[CMake] FIND_PROGRAM() behavior
Michael Wild
themiwi at gmail.com
Sat Feb 7 09:06:23 EST 2009
Have you tried using the following?
find_program( PYTHON_EXECUTABLE python PATHS ENV PATH )
Works for me as advertised.
Michael
On 6. Feb, 2009, at 20:47, Bill Spotz wrote:
> No. /sw/bin/python is a symlink to /sw/bin/python2.5, which is an
> executable. The /sw directory is where, on Darwin, the fink project
> installs software (debian-style) by default.
>
> On Feb 6, 2009, at 12:54 PM, David Cole wrote:
>
>> Is /sw/bin/python a symlink to /usr/bin/python?
>>
>>
>> On Fri, Feb 6, 2009 at 12:39 PM, Bill Spotz <wfspotz at sandia.gov>
>> wrote:
>> Hello,
>>
>> Because FIND_PACKAGE(PythonInterp) wasn't behaving exactly the way I
>> wanted it to, I was playing around with the following (at the very
>> beginning of my CMakeLists.txt file):
>>
>> FIND_PROGRAM(PYTHON_EXECUTABLE python)
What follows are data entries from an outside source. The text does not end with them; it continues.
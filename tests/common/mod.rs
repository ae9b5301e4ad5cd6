#![allow(dead_code)]

use async_trait::async_trait;
use book_catalog::core::{BookRepository, MetadataClient};
use book_catalog::{Book, CatalogError, Result};
use rand::rngs::StdRng;
use rand::seq::SliceRandom;
use rand::Rng;
use std::sync::{Arc, Mutex};

pub const VALID_ISBN: &str = "1234567891234";

/// 記錄呼叫次數的書籍儲存庫替身
#[derive(Clone, Default)]
pub struct RecordingBookRepository {
    state: Arc<Mutex<RepositoryState>>,
}

#[derive(Default)]
struct RepositoryState {
    existing: Vec<Book>,
    find_calls: Vec<String>,
    saved: Vec<Book>,
}

impl RecordingBookRepository {
    pub fn with_existing(book: Book) -> Self {
        let repository = Self::default();
        repository.state.lock().unwrap().existing.push(book);
        repository
    }

    pub fn find_calls(&self) -> Vec<String> {
        self.state.lock().unwrap().find_calls.clone()
    }

    pub fn saved(&self) -> Vec<Book> {
        self.state.lock().unwrap().saved.clone()
    }

    pub fn interactions(&self) -> usize {
        let state = self.state.lock().unwrap();
        state.find_calls.len() + state.saved.len()
    }
}

#[async_trait]
impl BookRepository for RecordingBookRepository {
    async fn find_by_isbn(&self, isbn: &str) -> Result<Option<Book>> {
        let mut state = self.state.lock().unwrap();
        state.find_calls.push(isbn.to_string());
        Ok(state
            .existing
            .iter()
            .chain(state.saved.iter())
            .find(|b| b.isbn == isbn)
            .cloned())
    }

    async fn save(&self, mut book: Book) -> Result<Book> {
        let mut state = self.state.lock().unwrap();
        state.saved.push(book.clone());
        book.id = Some(state.saved.len() as i64);
        Ok(book)
    }

    async fn count(&self) -> Result<i64> {
        let state = self.state.lock().unwrap();
        Ok((state.existing.len() + state.saved.len()) as i64)
    }
}

enum ScriptedResponse {
    Book(Book),
    Timeout,
}

/// 回傳預設結果的外部書籍資料來源替身
#[derive(Clone)]
pub struct ScriptedMetadataClient {
    response: Arc<ScriptedResponse>,
    calls: Arc<Mutex<Vec<String>>>,
}

impl ScriptedMetadataClient {
    pub fn returning(book: Book) -> Self {
        Self {
            response: Arc::new(ScriptedResponse::Book(book)),
            calls: Arc::default(),
        }
    }

    pub fn timing_out() -> Self {
        Self {
            response: Arc::new(ScriptedResponse::Timeout),
            calls: Arc::default(),
        }
    }

    pub fn calls(&self) -> Vec<String> {
        self.calls.lock().unwrap().clone()
    }
}

#[async_trait]
impl MetadataClient for ScriptedMetadataClient {
    async fn fetch_metadata_for_book(&self, isbn: &str) -> Result<Book> {
        self.calls.lock().unwrap().push(isbn.to_string());
        match self.response.as_ref() {
            ScriptedResponse::Book(book) => Ok(book.clone()),
            ScriptedResponse::Timeout => Err(CatalogError::MetadataFetch {
                isbn: isbn.to_string(),
                status: 504,
            }),
        }
    }
}

const NEUTRAL_WORDS: &[&str] = &[
    "book", "author", "chapter", "examples", "clear", "java", "code", "learned", "practical",
    "reading", "explains", "concepts", "patterns", "team", "testing", "design", "useful", "pages",
];

const BLOCKED_WORDS: &[&str] = &["shit", "crap", "damn", "bullshit"];

fn neutral_sentence(rng: &mut StdRng, words: usize) -> Vec<String> {
    (0..words)
        .map(|_| NEUTRAL_WORDS.choose(&mut *rng).unwrap().to_string())
        .collect()
}

/// 產生一定不符合品質標準的隨機評論
pub fn random_bad_review(rng: &mut StdRng) -> String {
    match rng.gen_range(0..6) {
        0 => {
            let count = rng.gen_range(1..=6);
            neutral_sentence(rng, count).join(" ")
        }
        1 => {
            let mut words = neutral_sentence(rng, 12);
            let position = rng.gen_range(0..=words.len());
            let blocked = BLOCKED_WORDS.choose(rng).unwrap();
            words.insert(position, blocked.to_uppercase());
            words.join(" ")
        }
        2 => format!("Lorem ipsum {}", neutral_sentence(rng, 10).join(" ")),
        3 => {
            let mut words = neutral_sentence(rng, 12);
            let repeats = rng.gen_range(4..=9);
            words.push(format!("so{}", "o".repeat(repeats)));
            words.join(" ")
        }
        4 => {
            let mut words = neutral_sentence(rng, 12);
            words.push("visit https://spam.example.com".to_string());
            words.join(" ")
        }
        _ => neutral_sentence(rng, 12).join(" ").to_uppercase(),
    }
}
pub mod adapters;
pub mod config;
pub mod core;
pub mod domain;
pub mod utils;

#[cfg(feature = "cli")]
pub use config::CliConfig;
pub use config::CatalogConfig;

pub use adapters::{Database, OpenLibraryApiClient, SqliteBookRepository, SqliteReviewRepository};
pub use self::core::{
    review_service::ReviewService, review_verifier::ReviewVerifier,
    synchronization::BookSynchronizationListener,
};
pub use domain::model::{Book, BookSynchronization, NewReview, Review, ReviewStatistic};
pub use utils::error::{CatalogError, Result};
>> MESSAGE("PYTHON_EXECUTABLE is " ${PYTHON_EXECUTABLE})
>> FIND_PROGRAM(SWIG_EXECUTABLE swig)
>> MESSAGE("SWIG_EXECUTABLE is " ${SWIG_EXECUTABLE})
>>
>> On my system, the following executables exist:
>>
>> /sw/bin/python
>> /usr/bin/python
>> /sw/bin/swig
>> /usr/bin/swig
>>
>> and /sw/bin comes first in my PATH environment variable. I would
>> expect to get the same paths to both python and swig, but I don't.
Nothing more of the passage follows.